Commander Edward Smith’s statue in Beacon Park, Lichfield … as far from the sea as you can get in England (Photograph: Patrick Comerford)

Patrick Comerford

The 100th anniversary of the sinking of the Titanic tonight (14/15 April 2012) is being marked in Belfast, Cobh, Southampton and across the world in a blaze of publicity. But, why of all places, is this anniversary being marked with a spectacular range of commemorations in Lichfield – a cathedral city that is as far from the sea as you can get in England?

These commemorative events have been organised by the Lichfield Titanic Commemoration Group, with the support of Lichfield District Council, Lichfield City Council, Lichfield Cathedral, and local community, arts and educational groups.
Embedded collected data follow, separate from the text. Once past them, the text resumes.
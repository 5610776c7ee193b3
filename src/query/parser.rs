use tracing::debug;

use super::grammar::{
    select_intent, team_over_league, Extraction, Outcome, COMPARISON_CUE_RE, LEAGUES, LIMIT_RE,
    NAME_SPAN_RE, RANK_CUE_RE, STAT_MATCHERS, STAT_WORDS, STOPWORDS, TEAM_CUE_RE, TEAM_MATCHERS,
    TEAM_WORDS, YEAR_RE,
};
use super::types::{Intent, ParsedQuery, UnresolvedReason};
use crate::constants::{DEFAULT_LEADERS_LIMIT, MIN_QUESTION_CHARS};

/// Parse a question into a structured query.
///
/// Pure: the same question and default year always give the same result.
/// Capitalization is significant because player names are found as runs of
/// capitalized words.
pub fn parse(question: &str, default_year: Option<i32>) -> ParsedQuery {
    let text = question.split_whitespace().collect::<Vec<_>>().join(" ");
    if text.chars().count() < MIN_QUESTION_CHARS {
        return ParsedQuery::unresolved(UnresolvedReason::TooShort, default_year);
    }

    let mut extraction = extract(&text, default_year);
    team_over_league(&mut extraction);

    let (outcome, rule) = select_intent(&extraction);
    debug!("Intent rule '{}' matched: {:?}", rule, outcome);

    let intent = match outcome {
        Outcome::Unresolved(reason) => {
            let mut unresolved = ParsedQuery::unresolved(reason, extraction.year);
            unresolved.statistic = extraction.statistic;
            unresolved.stat_group = extraction.statistic.map(|s| s.group());
            unresolved.player_names = extraction.player_names;
            return unresolved;
        }
        Outcome::Resolve(intent) => intent,
    };

    let limit = match intent {
        Intent::Leaders | Intent::TeamRank => Some(extraction.limit.unwrap_or(DEFAULT_LEADERS_LIMIT)),
        _ => extraction.limit,
    };

    ParsedQuery {
        intent,
        unresolved_reason: None,
        player_name: extraction.player_names.first().cloned(),
        player_names: extraction.player_names,
        statistic: extraction.statistic,
        stat_group: extraction.statistic.map(|s| s.group()),
        year: extraction.year,
        limit,
        team_id: extraction.team.map(|(id, _)| id),
        team_name: extraction.team.map(|(_, name)| name.to_string()),
        league_id: extraction.league.map(|(id, _)| id),
        league_name: extraction.league.map(|(_, name)| name.to_string()),
    }
}

fn extract(text: &str, default_year: Option<i32>) -> Extraction {
    let lower = text.to_lowercase();

    let year = YEAR_RE
        .captures(text)
        .and_then(|caps| caps.get(1))
        .and_then(|m| m.as_str().parse().ok())
        .or(default_year);

    let statistic = STAT_MATCHERS
        .iter()
        .find(|(re, _)| re.is_match(&lower))
        .map(|(_, stat)| *stat);

    let team = TEAM_MATCHERS
        .iter()
        .find(|(re, _, _)| re.is_match(&lower))
        .map(|(_, id, name)| (*id, *name));

    let league = LEAGUES
        .iter()
        .find(|(phrase, abbrev, _, _)| {
            lower.contains(phrase) || text.split_whitespace().any(|w| trim_word(w) == *abbrev)
        })
        .map(|(_, _, id, name)| (*id, *name));

    let limit = LIMIT_RE
        .captures(&lower)
        .and_then(|caps| caps.get(1))
        .and_then(|m| m.as_str().parse::<u32>().ok())
        .filter(|n| *n > 0);

    Extraction {
        statistic,
        player_names: player_names(text),
        team,
        league,
        year,
        limit,
        rank_cue: RANK_CUE_RE.is_match(&lower),
        team_cue: TEAM_CUE_RE.is_match(&lower),
        comparison_cue: COMPARISON_CUE_RE.is_match(&lower),
    }
}

/// Candidate player names: capitalized runs split at stop, stat, team and league words
fn player_names(text: &str) -> Vec<String> {
    let mut names: Vec<String> = Vec::new();

    for span in NAME_SPAN_RE.find_iter(text) {
        let mut current: Vec<&str> = Vec::new();
        for word in span.as_str().split_whitespace() {
            let word = strip_possessive(trim_word(word));
            if is_name_word(word) {
                current.push(word);
            } else {
                push_name(&mut names, &mut current);
            }
        }
        push_name(&mut names, &mut current);
    }

    names
}

fn push_name(names: &mut Vec<String>, current: &mut Vec<&str>) {
    if current.is_empty() {
        return;
    }
    let name = current.join(" ");
    current.clear();
    if !names.iter().any(|n| n.eq_ignore_ascii_case(&name)) {
        names.push(name);
    }
}

fn is_name_word(word: &str) -> bool {
    if word.chars().count() < 2 {
        return false;
    }
    let lower = word.to_lowercase();
    let lower = lower.as_str();
    !STOPWORDS.contains(&lower) && !STAT_WORDS.contains(lower) && !TEAM_WORDS.contains(lower)
}

fn trim_word(word: &str) -> &str {
    word.trim_matches(|c: char| matches!(c, '?' | '!' | ',' | ';' | ':' | '"' | '(' | ')'))
}

fn strip_possessive(word: &str) -> &str {
    word.strip_suffix("'s")
        .or_else(|| word.strip_suffix("’s"))
        .unwrap_or(word)
}

#[cfg(test)]
mod tests {
    use super::*;
    use crate::constants::{AMERICAN_LEAGUE_ID, NATIONAL_LEAGUE_ID};
    use crate::query::types::{StatGroup, Statistic};
    use pretty_assertions::assert_eq;

    #[test]
    fn test_top_ten_home_runs() {
        let parsed = parse("Top 10 home runs in 2024", Some(2025));
        assert_eq!(parsed.intent, Intent::Leaders);
        assert_eq!(parsed.statistic, Some(Statistic::HomeRuns));
        assert_eq!(parsed.stat_group, Some(StatGroup::Hitting));
        assert_eq!(parsed.limit, Some(10));
        assert_eq!(parsed.year, Some(2024));
        assert!(parsed.player_names.is_empty());
    }

    #[test]
    fn test_comparison_is_unresolved() {
        let parsed = parse("Who had more stolen bases in 2024, Henderson or Witt?", Some(2025));
        assert_eq!(parsed.intent, Intent::Unresolved);
        assert_eq!(parsed.unresolved_reason, Some(UnresolvedReason::Comparison));
        assert_eq!(parsed.player_names, vec!["Henderson".to_string(), "Witt".to_string()]);
        assert_eq!(parsed.statistic, Some(Statistic::StolenBases));
        assert_eq!(parsed.year, Some(2024));
    }

    #[test]
    fn test_versus_cue() {
        let parsed = parse("Aaron Judge vs Juan Soto home runs", Some(2024));
        assert_eq!(parsed.unresolved_reason, Some(UnresolvedReason::Comparison));
        assert_eq!(parsed.player_names, vec!["Aaron Judge".to_string(), "Juan Soto".to_string()]);
    }

    #[test]
    fn test_player_rank() {
        let parsed = parse("Where did Aaron Judge rank in home runs in 2023?", None);
        assert_eq!(parsed.intent, Intent::Rank);
        assert_eq!(parsed.player_name.as_deref(), Some("Aaron Judge"));
        assert_eq!(parsed.year, Some(2023));
        assert_eq!(parsed.limit, None);
    }

    #[test]
    fn test_player_stat_with_possessive() {
        let parsed = parse("Shohei Ohtani's stolen bases", Some(2024));
        assert_eq!(parsed.intent, Intent::PlayerStat);
        assert_eq!(parsed.player_name.as_deref(), Some("Shohei Ohtani"));
        assert_eq!(parsed.year, Some(2024));
    }

    #[test]
    fn test_no_statistic() {
        let parsed = parse("Who is the best shortstop ever?", Some(2024));
        assert_eq!(parsed.intent, Intent::Unresolved);
        assert_eq!(parsed.unresolved_reason, Some(UnresolvedReason::NoStatistic));
    }

    #[test]
    fn test_too_short() {
        let parsed = parse("  hr ", Some(2024));
        assert_eq!(parsed.unresolved_reason, Some(UnresolvedReason::TooShort));
    }

    #[test]
    fn test_team_rank() {
        let parsed = parse("Which team had the most home runs in the AL?", Some(2024));
        assert_eq!(parsed.intent, Intent::TeamRank);
        assert_eq!(parsed.league_id, Some(AMERICAN_LEAGUE_ID));
        assert_eq!(parsed.limit, Some(10));
    }

    #[test]
    fn test_team_over_league() {
        let parsed = parse("Top 5 Yankees home runs in the American League", Some(2024));
        assert_eq!(parsed.intent, Intent::Leaders);
        assert_eq!(parsed.team_id, Some(147));
        assert_eq!(parsed.team_name.as_deref(), Some("New York Yankees"));
        assert_eq!(parsed.league_id, None);
        assert_eq!(parsed.limit, Some(5));
    }

    #[test]
    fn test_league_filtered_leaders() {
        let parsed = parse("National League ERA leaders 2022", Some(2024));
        assert_eq!(parsed.intent, Intent::Leaders);
        assert_eq!(parsed.statistic, Some(Statistic::Era));
        assert_eq!(parsed.stat_group, Some(StatGroup::Pitching));
        assert_eq!(parsed.league_id, Some(NATIONAL_LEAGUE_ID));
        assert!(parsed.player_names.is_empty());
    }

    #[test]
    fn test_team_scoped_player_keeps_team() {
        let parsed = parse("Red Sox Rafael Devers home runs", Some(2024));
        assert_eq!(parsed.intent, Intent::PlayerStat);
        assert_eq!(parsed.player_name.as_deref(), Some("Rafael Devers"));
        assert_eq!(parsed.team_id, Some(111));
    }

    #[test]
    fn test_strikeouts_are_pitching() {
        let parsed = parse("strikeout leaders", Some(2024));
        assert_eq!(parsed.intent, Intent::Leaders);
        assert_eq!(parsed.statistic, Some(Statistic::Strikeouts));
        assert_eq!(parsed.stat_group, Some(StatGroup::Pitching));

        let parsed = parse("strikeouts leaders", Some(2024));
        assert_eq!(parsed.statistic, Some(Statistic::Strikeouts));
    }

    #[test]
    fn test_singular_stat_names() {
        assert_eq!(parse("save leaders in 2023", None).statistic, Some(Statistic::Saves));
        assert_eq!(parse("top 5 in walk totals", None).statistic, Some(Statistic::Walks));
        assert_eq!(parse("most win in 2022", None).statistic, Some(Statistic::Wins));
        // the longer phrase still wins over a singular verb form
        assert_eq!(
            parse("who hit the most home runs in 2024", None).statistic,
            Some(Statistic::HomeRuns)
        );
    }

    #[test]
    fn test_parse_is_repeatable() {
        let question = "Top 3 RBI leaders in 2021";
        assert_eq!(parse(question, Some(2024)), parse(question, Some(2024)));
        assert_eq!(parse(question, Some(2024)).statistic, Some(Statistic::RunsBattedIn));
    }
}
The events include a “First Class Dinner and Dance on board the Titanic” last night [Friday] at Swinfen Hall Hotel. This promised to be an evening of “luxury and opulence,” with a five-course meal, and the sounds of the Edwardian era, the chink of fine china and crystal, delicious food and sparkling conversation with the captain, and a chance to win official Titanic cutlery, kindly donated by Arthur Price Ltd, as part of a charity raffle.

On Tuesday night, the third class passengers in steerage on the Titanic were recalled in Netherstowe School Hall. The third class passengers on the Titanic had to make their own entertainment, and Tuesday night’s entertainment was billed as an evening of lively song and dance, with “Titanic ales on sale.”

Earlier, on Tuesday afternoon [10 April], the story of a controversial statue of the captain of the Titanic in heart of Lichfield was told in a costumed drama in the Lichfield Heritage Centre, and the story of the fatal night, through the eyes of Lady Lucy Duff-Gordon, was told by the History Wardrobe Company on Thursday evening in Lichfield Library.

But why all this fuss?

Mary Hutchinson, of the Lichfield Titanic Commemoration Group, points out that “Lichfield is the proud home of a statue of Captain Smith.”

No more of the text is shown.